> **Task directions**:
Once the lines below holding the string "impl" are counted, give that number alone.

(Stored data)
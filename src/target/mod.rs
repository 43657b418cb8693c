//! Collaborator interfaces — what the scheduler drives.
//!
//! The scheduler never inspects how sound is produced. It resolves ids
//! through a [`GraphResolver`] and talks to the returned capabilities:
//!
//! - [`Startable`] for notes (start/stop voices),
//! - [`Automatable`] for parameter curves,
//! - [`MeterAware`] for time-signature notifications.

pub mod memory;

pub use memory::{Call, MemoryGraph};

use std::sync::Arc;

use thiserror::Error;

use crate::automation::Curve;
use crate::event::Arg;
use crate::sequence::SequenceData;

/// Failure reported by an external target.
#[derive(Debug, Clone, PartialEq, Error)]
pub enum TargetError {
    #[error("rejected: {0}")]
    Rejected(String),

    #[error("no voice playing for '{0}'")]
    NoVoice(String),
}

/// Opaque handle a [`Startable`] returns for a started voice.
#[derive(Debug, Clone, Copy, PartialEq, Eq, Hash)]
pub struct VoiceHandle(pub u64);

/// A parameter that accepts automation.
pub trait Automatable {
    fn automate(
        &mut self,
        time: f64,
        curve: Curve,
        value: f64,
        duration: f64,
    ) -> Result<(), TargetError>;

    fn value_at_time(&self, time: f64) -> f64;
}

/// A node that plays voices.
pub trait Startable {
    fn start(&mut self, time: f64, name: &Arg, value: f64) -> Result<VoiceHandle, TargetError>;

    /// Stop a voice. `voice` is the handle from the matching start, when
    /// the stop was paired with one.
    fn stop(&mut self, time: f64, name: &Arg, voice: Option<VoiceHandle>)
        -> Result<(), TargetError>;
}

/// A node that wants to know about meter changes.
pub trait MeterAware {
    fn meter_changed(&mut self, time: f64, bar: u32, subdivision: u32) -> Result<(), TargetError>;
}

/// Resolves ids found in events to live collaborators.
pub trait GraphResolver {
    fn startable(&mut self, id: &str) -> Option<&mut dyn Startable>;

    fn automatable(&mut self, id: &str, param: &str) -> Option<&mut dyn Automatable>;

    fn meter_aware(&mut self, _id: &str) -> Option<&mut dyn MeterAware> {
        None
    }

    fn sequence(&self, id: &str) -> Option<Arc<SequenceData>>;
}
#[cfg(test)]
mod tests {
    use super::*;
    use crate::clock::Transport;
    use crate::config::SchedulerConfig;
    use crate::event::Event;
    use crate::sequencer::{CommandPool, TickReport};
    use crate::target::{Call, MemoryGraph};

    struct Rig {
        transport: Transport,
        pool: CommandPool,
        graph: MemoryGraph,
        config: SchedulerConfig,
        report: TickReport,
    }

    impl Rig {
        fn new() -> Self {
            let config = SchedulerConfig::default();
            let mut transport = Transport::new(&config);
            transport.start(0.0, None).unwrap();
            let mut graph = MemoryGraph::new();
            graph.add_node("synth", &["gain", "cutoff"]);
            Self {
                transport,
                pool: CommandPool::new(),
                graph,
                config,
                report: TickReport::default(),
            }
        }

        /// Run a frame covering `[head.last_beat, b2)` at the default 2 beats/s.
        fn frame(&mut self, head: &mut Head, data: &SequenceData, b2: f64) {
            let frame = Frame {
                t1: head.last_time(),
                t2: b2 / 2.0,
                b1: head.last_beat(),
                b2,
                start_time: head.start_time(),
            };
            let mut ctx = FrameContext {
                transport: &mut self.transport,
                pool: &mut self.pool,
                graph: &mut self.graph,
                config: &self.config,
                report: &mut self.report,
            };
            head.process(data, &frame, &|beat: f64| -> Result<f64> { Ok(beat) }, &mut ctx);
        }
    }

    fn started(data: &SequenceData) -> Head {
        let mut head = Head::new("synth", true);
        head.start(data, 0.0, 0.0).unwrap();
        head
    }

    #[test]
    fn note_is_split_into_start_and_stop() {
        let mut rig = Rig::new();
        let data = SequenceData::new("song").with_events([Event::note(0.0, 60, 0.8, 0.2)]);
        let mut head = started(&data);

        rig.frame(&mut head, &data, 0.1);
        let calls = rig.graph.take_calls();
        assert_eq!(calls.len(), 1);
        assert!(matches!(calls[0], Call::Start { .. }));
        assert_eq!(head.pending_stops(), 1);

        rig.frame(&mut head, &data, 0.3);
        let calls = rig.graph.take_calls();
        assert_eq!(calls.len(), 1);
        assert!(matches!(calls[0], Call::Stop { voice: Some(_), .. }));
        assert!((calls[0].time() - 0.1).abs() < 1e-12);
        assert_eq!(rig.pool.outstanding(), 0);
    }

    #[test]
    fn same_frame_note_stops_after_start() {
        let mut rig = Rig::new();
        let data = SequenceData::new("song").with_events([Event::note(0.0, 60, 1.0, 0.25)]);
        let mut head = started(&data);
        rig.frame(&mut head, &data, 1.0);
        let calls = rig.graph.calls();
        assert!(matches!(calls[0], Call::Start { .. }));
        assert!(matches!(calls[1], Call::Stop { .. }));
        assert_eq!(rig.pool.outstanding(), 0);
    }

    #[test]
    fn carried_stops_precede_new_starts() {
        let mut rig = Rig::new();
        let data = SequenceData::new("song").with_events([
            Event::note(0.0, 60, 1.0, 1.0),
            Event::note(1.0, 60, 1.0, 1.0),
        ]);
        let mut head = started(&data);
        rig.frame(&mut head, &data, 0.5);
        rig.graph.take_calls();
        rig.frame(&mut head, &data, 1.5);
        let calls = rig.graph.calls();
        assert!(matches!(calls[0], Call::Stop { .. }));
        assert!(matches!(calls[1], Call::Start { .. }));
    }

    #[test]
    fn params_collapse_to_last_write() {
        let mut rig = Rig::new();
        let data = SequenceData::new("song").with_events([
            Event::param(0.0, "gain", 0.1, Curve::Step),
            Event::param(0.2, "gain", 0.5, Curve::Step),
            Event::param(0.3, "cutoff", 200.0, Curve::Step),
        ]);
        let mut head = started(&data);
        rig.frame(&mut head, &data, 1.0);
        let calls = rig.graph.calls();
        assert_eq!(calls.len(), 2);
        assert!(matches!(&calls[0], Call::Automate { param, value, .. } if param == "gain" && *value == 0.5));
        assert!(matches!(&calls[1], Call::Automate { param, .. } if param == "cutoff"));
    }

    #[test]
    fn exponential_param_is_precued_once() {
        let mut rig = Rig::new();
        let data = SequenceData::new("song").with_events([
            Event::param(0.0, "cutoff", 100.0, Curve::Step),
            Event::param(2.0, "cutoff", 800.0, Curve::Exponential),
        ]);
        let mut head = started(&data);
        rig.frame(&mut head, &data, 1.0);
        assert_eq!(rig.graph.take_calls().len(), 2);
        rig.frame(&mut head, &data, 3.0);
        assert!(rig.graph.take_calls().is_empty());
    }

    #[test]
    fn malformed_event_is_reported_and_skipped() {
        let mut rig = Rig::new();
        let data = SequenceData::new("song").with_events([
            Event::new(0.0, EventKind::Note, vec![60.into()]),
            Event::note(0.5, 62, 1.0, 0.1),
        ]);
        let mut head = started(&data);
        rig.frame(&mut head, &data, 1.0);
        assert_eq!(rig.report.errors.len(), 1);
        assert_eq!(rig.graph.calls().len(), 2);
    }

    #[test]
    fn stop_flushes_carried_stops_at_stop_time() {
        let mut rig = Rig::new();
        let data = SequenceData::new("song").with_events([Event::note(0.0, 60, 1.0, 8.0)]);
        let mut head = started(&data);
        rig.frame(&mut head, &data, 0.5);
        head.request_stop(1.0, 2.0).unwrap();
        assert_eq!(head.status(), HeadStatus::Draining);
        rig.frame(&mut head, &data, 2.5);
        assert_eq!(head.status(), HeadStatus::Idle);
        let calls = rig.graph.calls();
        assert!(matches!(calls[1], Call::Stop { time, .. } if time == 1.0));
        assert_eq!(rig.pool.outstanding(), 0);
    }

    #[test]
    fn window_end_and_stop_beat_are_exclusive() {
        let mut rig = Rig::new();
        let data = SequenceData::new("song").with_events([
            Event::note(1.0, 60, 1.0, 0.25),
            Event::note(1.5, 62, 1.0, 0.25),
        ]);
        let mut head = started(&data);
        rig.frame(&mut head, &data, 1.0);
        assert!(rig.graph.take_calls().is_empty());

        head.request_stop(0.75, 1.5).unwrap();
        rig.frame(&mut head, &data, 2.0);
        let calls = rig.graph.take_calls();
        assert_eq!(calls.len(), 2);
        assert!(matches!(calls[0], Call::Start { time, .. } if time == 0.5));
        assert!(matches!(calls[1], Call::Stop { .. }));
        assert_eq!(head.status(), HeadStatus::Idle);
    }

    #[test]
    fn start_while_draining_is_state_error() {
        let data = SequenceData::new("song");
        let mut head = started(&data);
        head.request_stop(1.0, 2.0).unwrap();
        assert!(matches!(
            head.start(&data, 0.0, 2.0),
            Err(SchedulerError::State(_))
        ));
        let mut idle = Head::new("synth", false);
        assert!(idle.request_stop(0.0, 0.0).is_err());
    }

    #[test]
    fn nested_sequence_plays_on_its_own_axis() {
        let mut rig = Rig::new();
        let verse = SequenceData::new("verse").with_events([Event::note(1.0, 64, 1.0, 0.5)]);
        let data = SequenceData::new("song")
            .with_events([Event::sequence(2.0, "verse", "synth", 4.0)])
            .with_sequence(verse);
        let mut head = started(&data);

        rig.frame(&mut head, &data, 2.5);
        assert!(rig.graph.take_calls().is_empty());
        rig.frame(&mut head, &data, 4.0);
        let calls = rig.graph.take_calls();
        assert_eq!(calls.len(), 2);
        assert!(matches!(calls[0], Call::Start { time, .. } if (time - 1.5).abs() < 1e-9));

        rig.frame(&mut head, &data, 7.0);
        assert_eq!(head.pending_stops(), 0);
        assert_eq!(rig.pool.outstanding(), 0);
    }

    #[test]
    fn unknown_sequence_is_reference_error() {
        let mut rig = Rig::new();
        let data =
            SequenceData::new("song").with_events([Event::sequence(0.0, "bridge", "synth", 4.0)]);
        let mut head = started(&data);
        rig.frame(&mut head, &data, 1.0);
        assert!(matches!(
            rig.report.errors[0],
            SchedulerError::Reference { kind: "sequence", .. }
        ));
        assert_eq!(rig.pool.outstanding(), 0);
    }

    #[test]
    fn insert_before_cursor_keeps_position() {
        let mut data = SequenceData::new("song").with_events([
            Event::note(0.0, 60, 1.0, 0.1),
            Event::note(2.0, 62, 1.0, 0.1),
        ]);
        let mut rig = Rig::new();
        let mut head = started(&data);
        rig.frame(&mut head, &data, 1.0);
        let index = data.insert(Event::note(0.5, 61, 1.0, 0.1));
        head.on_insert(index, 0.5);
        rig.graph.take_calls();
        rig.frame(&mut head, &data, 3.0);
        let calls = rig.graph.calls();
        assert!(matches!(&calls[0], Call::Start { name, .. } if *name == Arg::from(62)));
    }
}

...

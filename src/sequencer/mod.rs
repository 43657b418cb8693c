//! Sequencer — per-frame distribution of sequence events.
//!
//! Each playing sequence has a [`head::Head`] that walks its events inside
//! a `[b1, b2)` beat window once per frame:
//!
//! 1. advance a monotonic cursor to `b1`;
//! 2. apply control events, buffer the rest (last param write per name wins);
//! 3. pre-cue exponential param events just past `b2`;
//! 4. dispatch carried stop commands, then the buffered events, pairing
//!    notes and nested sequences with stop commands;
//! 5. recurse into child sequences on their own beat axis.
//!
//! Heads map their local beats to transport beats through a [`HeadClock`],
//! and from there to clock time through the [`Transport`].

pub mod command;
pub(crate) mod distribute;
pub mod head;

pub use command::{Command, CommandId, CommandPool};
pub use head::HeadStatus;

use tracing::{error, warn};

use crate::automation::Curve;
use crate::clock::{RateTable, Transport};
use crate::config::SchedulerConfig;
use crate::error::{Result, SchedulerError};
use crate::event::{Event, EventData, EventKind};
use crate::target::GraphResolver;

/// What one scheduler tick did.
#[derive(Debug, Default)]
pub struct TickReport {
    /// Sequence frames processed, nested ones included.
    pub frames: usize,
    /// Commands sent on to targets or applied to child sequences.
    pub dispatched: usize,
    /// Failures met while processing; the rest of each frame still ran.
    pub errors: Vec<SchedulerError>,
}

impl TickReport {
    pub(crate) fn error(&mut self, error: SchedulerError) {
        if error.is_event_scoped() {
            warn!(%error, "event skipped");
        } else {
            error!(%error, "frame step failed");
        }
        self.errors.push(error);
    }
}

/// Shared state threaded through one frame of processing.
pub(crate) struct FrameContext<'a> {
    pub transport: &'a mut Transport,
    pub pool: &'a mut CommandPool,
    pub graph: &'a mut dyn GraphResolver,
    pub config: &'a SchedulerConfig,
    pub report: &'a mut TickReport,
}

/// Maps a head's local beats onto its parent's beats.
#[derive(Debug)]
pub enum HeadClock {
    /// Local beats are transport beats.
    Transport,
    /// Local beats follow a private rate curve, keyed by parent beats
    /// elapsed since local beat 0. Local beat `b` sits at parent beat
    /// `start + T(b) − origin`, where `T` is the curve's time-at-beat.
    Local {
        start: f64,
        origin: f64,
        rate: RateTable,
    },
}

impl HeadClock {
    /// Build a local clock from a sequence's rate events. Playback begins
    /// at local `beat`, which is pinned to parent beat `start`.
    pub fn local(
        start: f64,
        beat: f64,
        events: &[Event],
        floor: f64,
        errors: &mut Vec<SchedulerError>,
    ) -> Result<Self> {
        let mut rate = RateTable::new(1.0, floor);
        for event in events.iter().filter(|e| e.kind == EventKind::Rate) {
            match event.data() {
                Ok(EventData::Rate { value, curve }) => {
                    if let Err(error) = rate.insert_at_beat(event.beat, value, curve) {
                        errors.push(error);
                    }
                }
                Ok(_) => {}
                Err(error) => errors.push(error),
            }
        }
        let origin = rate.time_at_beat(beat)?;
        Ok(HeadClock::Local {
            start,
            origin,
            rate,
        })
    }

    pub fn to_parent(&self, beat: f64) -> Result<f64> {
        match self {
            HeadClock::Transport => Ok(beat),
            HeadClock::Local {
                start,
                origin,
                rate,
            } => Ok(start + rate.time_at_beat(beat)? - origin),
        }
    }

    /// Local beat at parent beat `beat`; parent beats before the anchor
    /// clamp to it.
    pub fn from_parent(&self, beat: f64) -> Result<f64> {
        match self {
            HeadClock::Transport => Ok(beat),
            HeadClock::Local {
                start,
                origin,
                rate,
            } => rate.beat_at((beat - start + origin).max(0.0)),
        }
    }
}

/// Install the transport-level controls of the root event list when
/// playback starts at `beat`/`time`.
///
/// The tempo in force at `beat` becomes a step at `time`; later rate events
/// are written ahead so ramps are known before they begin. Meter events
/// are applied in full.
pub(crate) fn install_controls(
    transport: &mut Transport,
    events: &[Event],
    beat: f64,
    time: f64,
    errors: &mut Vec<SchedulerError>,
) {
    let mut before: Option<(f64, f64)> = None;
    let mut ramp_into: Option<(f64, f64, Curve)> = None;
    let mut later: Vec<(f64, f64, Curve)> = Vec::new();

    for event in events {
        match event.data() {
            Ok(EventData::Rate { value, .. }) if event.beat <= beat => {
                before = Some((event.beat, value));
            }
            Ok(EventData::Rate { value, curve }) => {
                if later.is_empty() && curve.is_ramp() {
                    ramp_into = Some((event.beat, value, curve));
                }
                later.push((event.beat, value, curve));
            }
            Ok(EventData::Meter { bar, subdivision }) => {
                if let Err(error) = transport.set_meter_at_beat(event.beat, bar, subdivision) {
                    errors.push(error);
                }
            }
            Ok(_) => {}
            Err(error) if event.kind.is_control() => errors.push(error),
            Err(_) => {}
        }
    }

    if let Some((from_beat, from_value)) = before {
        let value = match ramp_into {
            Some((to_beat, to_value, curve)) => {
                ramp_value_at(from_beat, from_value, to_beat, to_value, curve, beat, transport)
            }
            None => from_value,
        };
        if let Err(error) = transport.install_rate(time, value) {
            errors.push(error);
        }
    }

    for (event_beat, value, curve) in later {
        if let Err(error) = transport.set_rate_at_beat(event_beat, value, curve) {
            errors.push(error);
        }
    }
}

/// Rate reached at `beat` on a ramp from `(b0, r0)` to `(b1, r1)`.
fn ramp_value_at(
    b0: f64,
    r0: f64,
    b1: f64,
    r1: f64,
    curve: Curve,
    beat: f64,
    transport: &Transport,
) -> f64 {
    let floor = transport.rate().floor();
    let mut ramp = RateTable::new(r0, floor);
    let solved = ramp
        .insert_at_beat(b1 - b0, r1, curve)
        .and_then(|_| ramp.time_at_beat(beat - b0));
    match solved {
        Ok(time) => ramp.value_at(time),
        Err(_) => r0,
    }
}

> **Task answer**:
3